Обращение к моральному сознанию не следует понимать как род морализаторства. И книгу «Regarding the Pain of Others» (к трактовке ее названия мы еще вернемся) не следует читать как напутственное — и даже прощальное — moralité. Все обстоит намного сложнее. Напомним, что в центре внимания Сонтаг — не фотография, а боль.
В каком отношении находится человек — зритель, свидетель, любой, кого это не затрагивает напрямую, — к боли других? Обращает на себя внимание решительность, с которой Сонтаг отвергает психологическое отношение к боли. Реакция на боль не должна быть прямой прежде всего потому, что всякая «прямая» реакция социально опосредована. Хотя и в более узком контексте, Сонтаг последовательно дезавуирует три типа психологического отношения к боли: сострадание, сентиментальность и сочувствие. Сострадание является «неустойчивой эмоцией», которая «угасает», если остается не переведенной в действие[94]. Сентиментальность, со своей стороны, «полностью совместима со вкусом к жестокости и даже хуже». Наконец, симпатия — лишь еще одна мистификация отношений с властью, в которых мы находимся всегда: она создает ощущение непричастности к тому, что причиняет страдание, «провозглашает нашу невинность, а также наше бессилие»[95]. Вместо этого Сонтаг предлагает «рефлексию» — критический анализ того, как наши привилегии располагаются на той же самой «карте», что и чужие страдания, и могут оказаться с ними связанными, причем весьма неприглядно. Образы (фотографические и не только) служат «первым проблеском» в решении этой задачи[96].
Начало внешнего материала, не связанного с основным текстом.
//! Host-side interface plumbing: epair creation, vnet handoff, bridge
//! membership and in-container route setup. Everything funnels through
//! the command runner so the whole module is scriptable in tests.

use std::net::{Ipv4Addr, Ipv6Addr};
use std::sync::Arc;

use tracing::debug;

use crate::errors::{WardenError, WardenResult};
use crate::exec::{Cmd, CommandRunner};
use crate::jail::jail_name;

/// Canonical in-container interface name. The host-side half keeps its
/// epair name.
pub const CONTAINER_IFACE: &str = "vnet0";

/// A provisioned epair: `host_side` stays on the host bridge,
/// `container_side` has been moved into the jail and renamed.
#[derive(Debug, Clone, PartialEq, Eq)]
pub struct EpairLink {
    pub host_side: String,
    pub container_side: String,
}

/// Swap the trailing a/b of an epair member name.
pub fn peer_name(member: &str) -> WardenResult<String> {
    let (stem, suffix) = member.split_at(member.len().saturating_sub(1));
    match suffix {
        "a" => Ok(format!("{}b", stem)),
        "b" => Ok(format!("{}a", stem)),
        _ => Err(WardenError::Internal(format!(
            "not an epair member name: {}",
            member
        ))),
    }
}

pub struct IfaceManager {
    runner: Arc<dyn CommandRunner>,
}

impl IfaceManager {
    pub fn new(runner: Arc<dyn CommandRunner>) -> Self {
        Self { runner }
    }

    fn ifconfig(&self, args: &[&str]) -> WardenResult<String> {
        let cmd = Cmd::new("ifconfig").args(args.iter().copied());
        self.runner.run_checked(&cmd).map(|out| out.stdout)
    }

    /// Create an epair; `ifconfig epair create` prints the a-side name.
    pub fn create_epair(&self) -> WardenResult<EpairLink> {
        let out = self.ifconfig(&["epair", "create"])?;
        let a_side = out.trim().to_string();
        if a_side.is_empty() {
            return Err(WardenError::Internal(
                "ifconfig epair create returned no interface name".into(),
            ));
        }
        let b_side = peer_name(&a_side)?;
        debug!(host = %a_side, container = %b_side, "created epair");
        Ok(EpairLink {
            host_side: a_side,
            container_side: b_side,
        })
    }

    pub fn set_mac(&self, iface: &str, mac: &str) -> WardenResult<()> {
        self.ifconfig(&[iface, "ether", mac]).map(|_| ())
    }

    pub fn set_description(&self, iface: &str, uuid: &str) -> WardenResult<()> {
        let text = format!("Connected to container {}", uuid);
        self.ifconfig(&[iface, "description", &text]).map(|_| ())
    }

    pub fn add_to_bridge(&self, bridge: &str, iface: &str) -> WardenResult<()> {
        self.ifconfig(&[bridge, "addm", iface, "up"]).map(|_| ())
    }

    pub fn up(&self, iface: &str) -> WardenResult<()> {
        self.ifconfig(&[iface, "up"]).map(|_| ())
    }

    /// Does the interface currently exist on the host?
    pub fn exists(&self, iface: &str) -> WardenResult<bool> {
        let cmd = Cmd::new("ifconfig").arg(iface);
        Ok(self.runner.run(&cmd)?.success())
    }

    pub fn destroy(&self, iface: &str) -> WardenResult<()> {
        self.ifconfig(&[iface, "destroy"]).map(|_| ())
    }

    /// Hand the container side of a link into the jail's vnet and give
    /// it the canonical name.
    pub fn move_into_jail(&self, iface: &str, uuid: &str) -> WardenResult<String> {
        let name = jail_name(uuid);
        self.ifconfig(&[iface, "vnet", &name])?;
        self.jexec_ifconfig(uuid, &[iface, "name", CONTAINER_IFACE])?;
        Ok(CONTAINER_IFACE.to_string())
    }

    pub fn assign_ip4(
        &self,
        uuid: &str,
        iface: &str,
        ip: Ipv4Addr,
        cidr: u8,
    ) -> WardenResult<()> {
        let addr = format!("{}/{}", ip, cidr);
        self.jexec_ifconfig(uuid, &[iface, "inet", &addr, "up"])
    }

    pub fn assign_ip6(
        &self,
        uuid: &str,
        iface: &str,
        ip: Ipv6Addr,
        prefix_len: u8,
    ) -> WardenResult<()> {
        let addr = format!("{}/{}", ip, prefix_len);
        self.jexec_ifconfig(uuid, &[iface, "inet6", &addr, "up"])
    }

    pub fn add_default_route(&self, uuid: &str, gateway: Ipv4Addr) -> WardenResult<()> {
        let gw = gateway.to_string();
        let cmd = Cmd::new("jexec").args([&jail_name(uuid), "route", "add", "default", &gw]);
        self.runner.run_checked(&cmd).map(|_| ())
    }

    /// Static route to a network, installed inside the jail.
    pub fn add_net_route(
        &self,
        uuid: &str,
        network: Ipv4Addr,
        cidr: u8,
        gateway: Ipv4Addr,
    ) -> WardenResult<()> {
        let net = format!("{}/{}", network, cidr);
        let gw = gateway.to_string();
        let cmd = Cmd::new("jexec").args([&jail_name(uuid), "route", "add", "-net", &net, &gw]);
        self.runner.run_checked(&cmd).map(|_| ())
    }

    fn jexec_ifconfig(&self, uuid: &str, args: &[&str]) -> WardenResult<()> {
        let name = jail_name(uuid);
        let mut cmd = Cmd::new("jexec").arg(&name).arg("ifconfig");
        for part in args {
            cmd = cmd.arg(*part);
        }
        self.runner.run_checked(&cmd).map(|_| ())
    }
}

#[cfg(test)]
mod tests {
    use super::*;

    #[test]
    fn peer_name_swaps_suffix() {
        assert_eq!(peer_name("epair0a").unwrap(), "epair0b");
        assert_eq!(peer_name("epair12b").unwrap(), "epair12a");
    }

    #[test]
    fn peer_name_rejects_non_epair() {
        assert!(peer_name("em0").is_err());
        assert!(peer_name("").is_err());
    }
}
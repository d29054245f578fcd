//! In-memory property store used by tests and dry runs.
//!
//! Datasets are keyed by name; `/`-prefixed matching gives the same
//! parent/child behavior as a real pool.

use std::collections::BTreeMap;
use std::path::{Path, PathBuf};

use parking_lot::Mutex;

use crate::errors::{WardenError, WardenResult};

use super::{ArrayLocks, PropertyStore};

#[derive(Debug, Default)]
struct Dataset {
    mountpoint: Option<PathBuf>,
    mounted: bool,
    props: BTreeMap<String, String>,
}

#[derive(Default)]
pub struct MemoryStore {
    datasets: Mutex<BTreeMap<String, Dataset>>,
    array_locks: ArrayLocks,
}

impl MemoryStore {
    pub fn new() -> Self {
        Self::default()
    }

    /// Mountpoint a dataset was created with, if any. Test helper.
    pub fn mountpoint_of(&self, dataset: &str) -> Option<PathBuf> {
        self.datasets
            .lock()
            .get(dataset)
            .and_then(|d| d.mountpoint.clone())
    }

    pub fn is_mounted(&self, dataset: &str) -> bool {
        self.datasets
            .lock()
            .get(dataset)
            .map(|d| d.mounted)
            .unwrap_or(false)
    }

    fn descendants(datasets: &BTreeMap<String, Dataset>, dataset: &str) -> Vec<String> {
        let prefix = format!("{}/", dataset);
        datasets
            .keys()
            .filter(|name| name.as_str() == dataset || name.starts_with(&prefix))
            .cloned()
            .collect()
    }
}

impl PropertyStore for MemoryStore {
    fn get(&self, dataset: &str, key: &str) -> WardenResult<Option<String>> {
        Ok(self
            .datasets
            .lock()
            .get(dataset)
            .and_then(|d| d.props.get(key).cloned()))
    }

    fn set(&self, dataset: &str, key: &str, value: &str) -> WardenResult<()> {
        let mut datasets = self.datasets.lock();
        let ds = datasets
            .get_mut(dataset)
            .ok_or_else(|| WardenError::NotFound(format!("dataset {}", dataset)))?;
        ds.props.insert(key.to_string(), value.to_string());
        Ok(())
    }

    fn unset(&self, dataset: &str, key: &str) -> WardenResult<()> {
        let mut datasets = self.datasets.lock();
        if let Some(ds) = datasets.get_mut(dataset) {
            ds.props.remove(key);
        }
        Ok(())
    }

    fn get_recursive(&self, dataset: &str, key: &str) -> WardenResult<Vec<String>> {
        let datasets = self.datasets.lock();
        Ok(Self::descendants(&datasets, dataset)
            .into_iter()
            .filter_map(|name| datasets.get(&name).and_then(|d| d.props.get(key).cloned()))
            .collect())
    }

    fn append_array(&self, dataset: &str, array: &str, value: &str) -> WardenResult<()> {
        let lock = self.array_locks.for_key(dataset, array);
        let _guard = lock.lock();

        let next = self
            .get_array(dataset, array)?
            .last()
            .map(|(index, _)| index + 1)
            .unwrap_or(0);
        self.set(dataset, &format!("{}:{}", array, next), value)
    }

    fn get_array(&self, dataset: &str, array: &str) -> WardenResult<Vec<(usize, String)>> {
        let prefix = format!("{}:", array);
        let datasets = self.datasets.lock();
        let mut entries: Vec<(usize, String)> = datasets
            .get(dataset)
            .map(|d| {
                d.props
                    .iter()
                    .filter_map(|(key, value)| {
                        let index = key.strip_prefix(&prefix)?.parse::<usize>().ok()?;
                        Some((index, value.clone()))
                    })
                    .collect()
            })
            .unwrap_or_default();
        entries.sort_by_key(|(index, _)| *index);
        Ok(entries)
    }

    fn unset_array(&self, dataset: &str, array: &str) -> WardenResult<()> {
        let lock = self.array_locks.for_key(dataset, array);
        let _guard = lock.lock();

        let prefix = format!("{}:", array);
        let mut datasets = self.datasets.lock();
        if let Some(ds) = datasets.get_mut(dataset) {
            ds.props.retain(|key, _| !key.starts_with(&prefix));
        }
        Ok(())
    }

    fn dataset_exists(&self, dataset: &str) -> WardenResult<bool> {
        Ok(self.datasets.lock().contains_key(dataset))
    }

    fn create_dataset(&self, dataset: &str, mountpoint: &Path) -> WardenResult<()> {
        let mut datasets = self.datasets.lock();
        // zfs create -p: materialize missing ancestors too.
        let mut path = String::new();
        for part in dataset.split('/') {
            if !path.is_empty() {
                path.push('/');
            }
            path.push_str(part);
            datasets.entry(path.clone()).or_default();
        }
        let ds = datasets.entry(dataset.to_string()).or_default();
        ds.mountpoint = Some(mountpoint.to_path_buf());
        Ok(())
    }

    fn destroy_dataset(&self, dataset: &str) -> WardenResult<()> {
        let mut datasets = self.datasets.lock();
        if !datasets.contains_key(dataset) {
            return Err(WardenError::NotFound(format!("dataset {}", dataset)));
        }
        for name in Self::descendants(&datasets, dataset) {
            datasets.remove(&name);
        }
        Ok(())
    }

    fn rename_dataset(&self, from: &str, to: &str, mountpoint: &Path) -> WardenResult<()> {
        let mut datasets = self.datasets.lock();
        if !datasets.contains_key(from) {
            return Err(WardenError::NotFound(format!("dataset {}", from)));
        }
        if datasets.contains_key(to) {
            return Err(WardenError::StateConflict(format!(
                "dataset {} already exists",
                to
            )));
        }
        let old_mount = datasets.get(from).and_then(|d| d.mountpoint.clone());
        let child_prefix = format!("{}/", from);
        for name in Self::descendants(&datasets, from) {
            let mut ds = match datasets.remove(&name) {
                Some(ds) => ds,
                None => continue,
            };
            let renamed = if name == from {
                ds.mountpoint = Some(mountpoint.to_path_buf());
                to.to_string()
            } else {
                // child mountpoints follow the parent's new mountpoint
                if let (Some(old_root), Some(mp)) = (old_mount.as_ref(), ds.mountpoint.take()) {
                    ds.mountpoint = mp
                        .strip_prefix(old_root)
                        .map(|rest| mountpoint.join(rest))
                        .ok()
                        .or(Some(mp));
                }
                match name.strip_prefix(&child_prefix) {
                    Some(rest) => format!("{}/{}", to, rest),
                    None => name.clone(),
                }
            };
            datasets.insert(renamed, ds);
        }
        Ok(())
    }

    fn mount_dataset(&self, dataset: &str) -> WardenResult<()> {
        let mut datasets = self.datasets.lock();
        let ds = datasets
            .get_mut(dataset)
            .ok_or_else(|| WardenError::NotFound(format!("dataset {}", dataset)))?;
        ds.mounted = true;
        Ok(())
    }

    fn unmount_dataset(&self, dataset: &str, _force: bool) -> WardenResult<()> {
        let mut datasets = self.datasets.lock();
        if let Some(ds) = datasets.get_mut(dataset) {
            ds.mounted = false;
        }
        Ok(())
    }

    fn list_children(&self, dataset: &str) -> WardenResult<Vec<String>> {
        let prefix = format!("{}/", dataset);
        let datasets = self.datasets.lock();
        Ok(datasets
            .keys()
            .filter(|name| {
                name.strip_prefix(&prefix)
                    .map(|rest| !rest.contains('/'))
                    .unwrap_or(false)
            })
            .cloned()
            .collect())
    }
}

#[cfg(test)]
mod tests {
    use super::*;
    use crate::store::{array_prop, keys, prop};
    use std::path::PathBuf;

    fn store_with(dataset: &str) -> MemoryStore {
        let store = MemoryStore::new();
        store
            .create_dataset(dataset, &PathBuf::from("/mnt"))
            .unwrap();
        store
    }

    #[test]
    fn get_set_round_trip() {
        let store = store_with("zroot/warden/ptn/default/cntr/abc12345");
        let key = prop(keys::NAME);
        store
            .set("zroot/warden/ptn/default/cntr/abc12345", &key, "web1")
            .unwrap();
        assert_eq!(
            store
                .get("zroot/warden/ptn/default/cntr/abc12345", &key)
                .unwrap()
                .as_deref(),
            Some("web1")
        );
    }

    #[test]
    fn append_assigns_increasing_indexes() {
        let store = store_with("zroot/a");
        let array = array_prop(keys::TCP_IN_PORTS);
        store.append_array("zroot/a", &array, "80").unwrap();
        store.append_array("zroot/a", &array, "443").unwrap();
        let entries = store.get_array("zroot/a", &array).unwrap();
        assert_eq!(
            entries,
            vec![(0, "80".to_string()), (1, "443".to_string())]
        );
    }

    #[test]
    fn append_skips_past_sparse_gaps() {
        let store = store_with("zroot/a");
        let array = array_prop(keys::REGISTERED_DNS_NAMES);
        store.set("zroot/a", &format!("{}:5", array), "db.warden").unwrap();
        store.append_array("zroot/a", &array, "web.warden").unwrap();
        let entries = store.get_array("zroot/a", &array).unwrap();
        assert_eq!(entries[1], (6, "web.warden".to_string()));
    }

    #[test]
    fn destroy_removes_descendants() {
        let store = store_with("zroot/warden/ptn/default/cntr/abc12345");
        assert!(store.dataset_exists("zroot/warden/ptn/default").unwrap());
        store.destroy_dataset("zroot/warden/ptn/default").unwrap();
        assert!(!store.dataset_exists("zroot/warden/ptn/default").unwrap());
        assert!(!store
            .dataset_exists("zroot/warden/ptn/default/cntr/abc12345")
            .unwrap());
        assert!(store.dataset_exists("zroot/warden/ptn").unwrap());
    }

    #[test]
    fn rename_moves_children_and_mountpoints() {
        let store = MemoryStore::new();
        store
            .create_dataset("zroot/warden/ptn/old", &PathBuf::from("/warden/ptn/old"))
            .unwrap();
        store
            .create_dataset(
                "zroot/warden/ptn/old/cntr/abc12345",
                &PathBuf::from("/warden/ptn/old/cntr/abc12345"),
            )
            .unwrap();
        store
            .rename_dataset(
                "zroot/warden/ptn/old",
                "zroot/warden/ptn/new",
                &PathBuf::from("/warden/ptn/new"),
            )
            .unwrap();
        assert!(!store.dataset_exists("zroot/warden/ptn/old").unwrap());
        assert!(store
            .dataset_exists("zroot/warden/ptn/new/cntr/abc12345")
            .unwrap());
        assert_eq!(
            store.mountpoint_of("zroot/warden/ptn/new/cntr/abc12345"),
            Some(PathBuf::from("/warden/ptn/new/cntr/abc12345"))
        );
    }

    #[test]
    fn rename_onto_an_existing_dataset_is_a_conflict() {
        let store = MemoryStore::new();
        store
            .create_dataset("zroot/a", &PathBuf::from("/a"))
            .unwrap();
        store
            .create_dataset("zroot/b", &PathBuf::from("/b"))
            .unwrap();
        let err = store
            .rename_dataset("zroot/a", "zroot/b", &PathBuf::from("/b"))
            .unwrap_err();
        assert!(matches!(err, WardenError::StateConflict(_)));
    }

    #[test]
    fn list_children_is_single_level() {
        let store = store_with("zroot/warden/ptn/default/cntr/abc12345");
        store
            .create_dataset("zroot/warden/ptn/default/cntr/zzz99999", &PathBuf::from("/mnt2"))
            .unwrap();
        let mut children = store.list_children("zroot/warden/ptn/default/cntr").unwrap();
        children.sort();
        assert_eq!(
            children,
            vec![
                "zroot/warden/ptn/default/cntr/abc12345".to_string(),
                "zroot/warden/ptn/default/cntr/zzz99999".to_string(),
            ]
        );
        assert!(store.list_children("zroot/warden/ptn/default").unwrap().len() == 1);
    }
}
Уже в 1963 году, рецензируя сборник избранных статей Симоны Вейль, Сонтаг попыталась сформулировать, что значит для «буржуазно-либеральной цивилизации» (еще одно «мы») образцовое страдание — страдание писателей, к которым сегодня только и прислушиваются. Оказывается (и пример Вейль — наиболее яркое тому подтверждение), что «истины, которые мы уважаем, рождены испытанием (affliction)». Более того, мы измеряем истину постольку, поскольку «она стоила писателю страдания», а отнюдь не по меркам объективной истины, которой могли бы соответствовать слова, произнесенные писателем. «Каждая из наших истин должна иметь мученика»[97]. Возможно, продолжает Сонтаг, мы живем в эпоху, требующую не столько истины, сколько углубленного чувства реальности, расширения (способности) воображения. Как бы то ни было, но страдание выступает здесь необъективной мерой истины, причем в самой этой «необъективности» нет ничего, что подрывало бы истину или ее умаляло.